Saved data entries
····················

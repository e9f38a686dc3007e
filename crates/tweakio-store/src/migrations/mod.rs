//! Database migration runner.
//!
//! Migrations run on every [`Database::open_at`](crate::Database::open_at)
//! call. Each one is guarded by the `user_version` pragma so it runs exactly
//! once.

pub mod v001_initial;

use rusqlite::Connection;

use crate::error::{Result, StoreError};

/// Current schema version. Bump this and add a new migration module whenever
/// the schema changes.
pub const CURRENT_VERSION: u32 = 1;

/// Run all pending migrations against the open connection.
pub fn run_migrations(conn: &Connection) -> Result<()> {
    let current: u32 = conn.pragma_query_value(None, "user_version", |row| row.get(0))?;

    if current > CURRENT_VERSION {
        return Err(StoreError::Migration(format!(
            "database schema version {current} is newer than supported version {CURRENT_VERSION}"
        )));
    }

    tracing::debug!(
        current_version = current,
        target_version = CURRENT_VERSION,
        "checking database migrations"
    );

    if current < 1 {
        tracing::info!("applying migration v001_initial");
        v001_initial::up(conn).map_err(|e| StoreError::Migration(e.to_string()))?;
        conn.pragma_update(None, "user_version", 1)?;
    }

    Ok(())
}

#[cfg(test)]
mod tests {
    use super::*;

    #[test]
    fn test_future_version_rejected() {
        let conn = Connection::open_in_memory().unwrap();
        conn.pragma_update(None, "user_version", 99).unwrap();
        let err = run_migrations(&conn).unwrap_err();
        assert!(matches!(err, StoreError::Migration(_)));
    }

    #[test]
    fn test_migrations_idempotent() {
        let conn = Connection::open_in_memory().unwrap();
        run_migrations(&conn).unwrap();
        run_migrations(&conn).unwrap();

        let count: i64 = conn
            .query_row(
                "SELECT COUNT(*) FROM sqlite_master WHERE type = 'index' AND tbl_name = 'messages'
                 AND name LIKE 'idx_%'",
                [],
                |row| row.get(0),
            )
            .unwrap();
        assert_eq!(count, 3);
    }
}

····················

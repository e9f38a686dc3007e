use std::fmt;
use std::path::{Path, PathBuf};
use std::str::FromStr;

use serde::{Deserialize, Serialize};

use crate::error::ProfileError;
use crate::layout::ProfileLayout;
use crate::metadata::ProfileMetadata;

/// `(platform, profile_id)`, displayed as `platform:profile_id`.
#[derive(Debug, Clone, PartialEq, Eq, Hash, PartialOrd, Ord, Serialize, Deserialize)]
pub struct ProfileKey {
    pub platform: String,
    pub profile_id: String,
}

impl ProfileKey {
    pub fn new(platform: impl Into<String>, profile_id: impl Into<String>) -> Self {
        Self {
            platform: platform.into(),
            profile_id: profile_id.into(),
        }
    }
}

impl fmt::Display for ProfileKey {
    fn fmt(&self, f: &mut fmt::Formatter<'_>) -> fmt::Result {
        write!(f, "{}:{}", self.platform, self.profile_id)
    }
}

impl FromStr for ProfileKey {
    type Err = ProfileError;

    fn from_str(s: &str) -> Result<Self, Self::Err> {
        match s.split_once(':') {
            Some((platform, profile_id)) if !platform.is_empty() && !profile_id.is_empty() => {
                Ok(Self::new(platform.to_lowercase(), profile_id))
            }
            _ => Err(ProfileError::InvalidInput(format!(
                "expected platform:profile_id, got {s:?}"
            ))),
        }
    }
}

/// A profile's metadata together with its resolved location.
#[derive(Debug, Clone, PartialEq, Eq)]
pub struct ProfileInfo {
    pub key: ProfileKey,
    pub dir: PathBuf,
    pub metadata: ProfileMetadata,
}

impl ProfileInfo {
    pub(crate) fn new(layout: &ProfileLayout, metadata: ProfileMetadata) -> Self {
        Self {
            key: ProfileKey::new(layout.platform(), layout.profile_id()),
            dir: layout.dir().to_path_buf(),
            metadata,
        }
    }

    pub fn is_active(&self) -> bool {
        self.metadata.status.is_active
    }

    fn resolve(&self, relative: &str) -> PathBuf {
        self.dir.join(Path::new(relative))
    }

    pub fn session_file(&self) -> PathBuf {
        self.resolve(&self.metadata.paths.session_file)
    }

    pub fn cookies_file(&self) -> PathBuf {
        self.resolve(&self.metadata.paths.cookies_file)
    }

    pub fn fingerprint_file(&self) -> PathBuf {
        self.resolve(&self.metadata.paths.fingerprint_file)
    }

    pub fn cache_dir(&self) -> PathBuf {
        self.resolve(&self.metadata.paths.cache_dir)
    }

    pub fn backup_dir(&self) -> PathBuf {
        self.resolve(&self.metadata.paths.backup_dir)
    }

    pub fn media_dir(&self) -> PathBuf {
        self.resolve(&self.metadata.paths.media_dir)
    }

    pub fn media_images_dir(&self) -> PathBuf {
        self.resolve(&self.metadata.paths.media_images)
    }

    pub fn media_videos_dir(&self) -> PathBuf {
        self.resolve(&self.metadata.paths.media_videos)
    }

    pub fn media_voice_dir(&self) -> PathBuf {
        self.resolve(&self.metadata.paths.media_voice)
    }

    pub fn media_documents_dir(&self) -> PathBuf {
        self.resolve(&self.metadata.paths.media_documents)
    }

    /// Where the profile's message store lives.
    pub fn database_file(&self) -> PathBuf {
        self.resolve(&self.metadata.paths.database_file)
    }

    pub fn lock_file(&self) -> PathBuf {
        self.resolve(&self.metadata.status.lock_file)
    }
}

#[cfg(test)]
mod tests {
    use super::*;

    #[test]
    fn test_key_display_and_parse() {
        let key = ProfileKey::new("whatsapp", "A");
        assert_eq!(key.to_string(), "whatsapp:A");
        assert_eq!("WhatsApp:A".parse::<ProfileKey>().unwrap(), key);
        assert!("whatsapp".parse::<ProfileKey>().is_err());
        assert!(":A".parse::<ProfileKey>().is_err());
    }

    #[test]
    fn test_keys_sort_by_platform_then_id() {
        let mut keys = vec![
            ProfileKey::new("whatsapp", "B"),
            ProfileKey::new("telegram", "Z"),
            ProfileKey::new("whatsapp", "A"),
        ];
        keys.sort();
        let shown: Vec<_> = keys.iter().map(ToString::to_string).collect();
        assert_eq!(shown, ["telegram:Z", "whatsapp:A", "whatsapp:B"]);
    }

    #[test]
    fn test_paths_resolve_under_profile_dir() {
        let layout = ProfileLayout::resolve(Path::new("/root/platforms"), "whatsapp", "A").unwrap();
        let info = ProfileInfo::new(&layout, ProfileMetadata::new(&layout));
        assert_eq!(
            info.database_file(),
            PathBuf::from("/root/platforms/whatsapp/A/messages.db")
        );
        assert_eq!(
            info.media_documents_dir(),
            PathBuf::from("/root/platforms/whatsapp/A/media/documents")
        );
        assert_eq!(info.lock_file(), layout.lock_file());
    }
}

····················

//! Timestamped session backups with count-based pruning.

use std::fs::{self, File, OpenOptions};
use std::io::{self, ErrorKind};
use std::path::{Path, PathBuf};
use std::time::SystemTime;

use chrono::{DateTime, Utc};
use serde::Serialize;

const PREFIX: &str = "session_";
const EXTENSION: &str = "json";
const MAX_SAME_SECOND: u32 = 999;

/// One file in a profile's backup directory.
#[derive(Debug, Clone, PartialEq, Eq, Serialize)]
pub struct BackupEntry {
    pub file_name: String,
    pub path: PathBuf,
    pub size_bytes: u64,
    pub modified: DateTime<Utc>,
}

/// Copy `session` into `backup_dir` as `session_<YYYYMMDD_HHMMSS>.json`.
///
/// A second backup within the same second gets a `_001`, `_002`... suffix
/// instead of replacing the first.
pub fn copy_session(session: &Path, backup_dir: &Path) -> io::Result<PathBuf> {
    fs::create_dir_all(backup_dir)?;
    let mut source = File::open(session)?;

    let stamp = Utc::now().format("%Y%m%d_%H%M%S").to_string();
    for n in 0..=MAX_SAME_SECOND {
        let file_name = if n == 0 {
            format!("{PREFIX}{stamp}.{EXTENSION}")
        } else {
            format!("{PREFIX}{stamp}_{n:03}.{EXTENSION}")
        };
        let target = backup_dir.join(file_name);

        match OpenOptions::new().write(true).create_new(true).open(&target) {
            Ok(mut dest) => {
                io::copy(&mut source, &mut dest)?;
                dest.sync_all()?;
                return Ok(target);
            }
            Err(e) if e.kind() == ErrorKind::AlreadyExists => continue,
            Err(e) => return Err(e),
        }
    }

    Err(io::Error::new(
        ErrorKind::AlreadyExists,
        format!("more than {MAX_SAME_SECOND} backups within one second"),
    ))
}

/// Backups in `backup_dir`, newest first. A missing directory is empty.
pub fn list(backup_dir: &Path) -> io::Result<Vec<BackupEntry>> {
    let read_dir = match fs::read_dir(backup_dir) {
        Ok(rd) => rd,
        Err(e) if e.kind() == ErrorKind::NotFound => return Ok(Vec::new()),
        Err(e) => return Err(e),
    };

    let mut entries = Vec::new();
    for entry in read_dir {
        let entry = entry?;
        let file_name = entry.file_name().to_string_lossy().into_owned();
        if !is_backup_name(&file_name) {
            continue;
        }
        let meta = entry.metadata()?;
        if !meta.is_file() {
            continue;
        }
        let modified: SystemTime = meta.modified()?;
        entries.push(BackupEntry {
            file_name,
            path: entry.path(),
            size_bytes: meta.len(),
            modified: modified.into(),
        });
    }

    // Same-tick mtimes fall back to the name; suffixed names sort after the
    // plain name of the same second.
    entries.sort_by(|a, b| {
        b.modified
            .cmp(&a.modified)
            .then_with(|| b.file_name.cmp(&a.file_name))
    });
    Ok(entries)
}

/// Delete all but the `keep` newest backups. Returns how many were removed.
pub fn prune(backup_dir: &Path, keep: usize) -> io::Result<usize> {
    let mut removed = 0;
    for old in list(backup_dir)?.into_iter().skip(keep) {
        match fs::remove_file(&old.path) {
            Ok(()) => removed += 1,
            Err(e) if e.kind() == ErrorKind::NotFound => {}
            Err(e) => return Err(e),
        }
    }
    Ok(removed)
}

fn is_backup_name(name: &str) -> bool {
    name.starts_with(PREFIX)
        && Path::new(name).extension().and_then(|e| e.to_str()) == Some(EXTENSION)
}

····················

[Exercise description]: Answer with a number only: how many lines above include the word "serde"?

[Result of the exercise]: 2